Nitric oxide (NO) is an important signaling molecule that participates in many biological processes including blood pressure regulation, immune response, cell apoptosis, and tumor metastasis [1], [2], [3], [4], [5], [6], [7], [8]. Consequently, there has been much interest in developing novel NO donors as both therapeutic agents and research tools in biology [9]. Over the years, many NO donors have been synthesized and characterized for such uses and several classes of NO donors such as organic nitrites, nitrosothiols and diazeniumdiolates (NONOates) have found therapeutic use [9], [10], [11]. Most of these NO donors are activated by ubiquitous stimuli like heat, changes in pH, or certain enzymes. As a result, these drugs are mostly systemic and cannot be employed for target-specific delivery. In recent years, attention has been diverted to one emerging type of NO donors that can be activated by light [12]. This class of photochemotherapeutics includes inorganic metal complexes of NO (metal nitrosyls) that release NO upon exposure to light [13]. These NO donors are of special interest because of their potential use in photodynamic therapy (PDT) for cancer [14]. In previous work, we have described several designed iron [15], [16], [17], manganese [18] and ruthenium [19] nitrosyls that rapidly release NO upon illumination. For example, the two nitrosyls [(PaPy₃)Fe(NO)]²⁺ and [(PaPy₃)Ru(NO)]²⁺, derived from the designed ligand N,N-bis(2-pyridylmethyl)amine-N-ethyl-2-pyridine-2-carboxamide (PaPy₃H, H = dissociable proton) [20] exhibit excellent NO photolability when exposed to low-energy visible and UV light respectively. As shown below, the PaPy₃H ligand contains a carboxamide group that binds the metal center through the carboxamido-N following deprotonation.
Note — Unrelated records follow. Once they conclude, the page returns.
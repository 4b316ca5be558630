use thiserror::Error;

/// A write to the key-value store could not be completed.
#[derive(Debug, Clone, PartialEq, Error)]
pub enum StoreError {
    /// The store rejected the command or the connection is gone.
    #[error("store unavailable: {0}")]
    Unavailable(String),
}

impl From<redis::RedisError> for StoreError {
    fn from(e: redis::RedisError) -> Self {
        Self::Unavailable(e.to_string())
    }
}

/// The reporter cannot be built from the given configuration.
#[derive(Debug, Error)]
pub enum ConfigError {
    #[error("invalid store target {host}:{port}: {reason}")]
    InvalidTarget {
        host: String,
        port: u16,
        reason: String,
    },
    #[error("invalid report period {0:?}, expected at least 1ms")]
    InvalidPeriod(std::time::Duration),
    #[error("invalid time zone \"{0}\", expected an offset such as +02:00")]
    InvalidTimeZone(String),
    #[error("cannot read config file {path}: {source}")]
    Read {
        path: String,
        #[source]
        source: std::io::Error,
    },
    #[error("cannot parse config: {0}")]
    Parse(#[from] toml::de::Error),
}

/// The reporter could not be started against its store.
#[derive(Debug, Error)]
pub enum StartError {
    #[error(transparent)]
    Config(#[from] ConfigError),
    #[error(transparent)]
    Store(#[from] StoreError),
}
Our work has established that coordination of the carboxamido-N conjugated to the pyridine ring is a major determinant of the NO photolability of these nitrosyls.

The {Ru–NO}⁶ nitrosyl [(PaPy₃)Ru(NO)](BF₄)₂ exhibits great stability in aqueous solution over a wide range of pH (3–11) for long periods of time. We have employed this nitrosyl to successfully deliver NO to biological targets such as myoglobin, cytochrome c oxidase and soluble guanylate cyclase under controlled conditions of illumination [18], [21], [22]. In order to further improve the NO donating capacity of this NO donor, we recently decided to increase the extent of conjugation in the carboxamide arm of the ligand. We hypothesized that the greater light-harvesting properties of the quinoline moiety (versus pyridine) might enhance the photolability of the Ru–NO unit. In such attempt, we have now synthesized the ligand N,N-bis(2-pyridylmethyl)amine-N-ethyl-2-quinaldine-2-carboxamide (PaPy₂QH) that contains a quinoline group in place of pyridine [23]. In this paper we report the synthesis, structure and properties of the {Ru–NO}⁶ nitrosyl [(PaPy₂Q)Ru(NO)](BF₄)₂. This nitrosyl indeed exhibits improved photoefficiency when exposed to low-intensity (mW) UV light.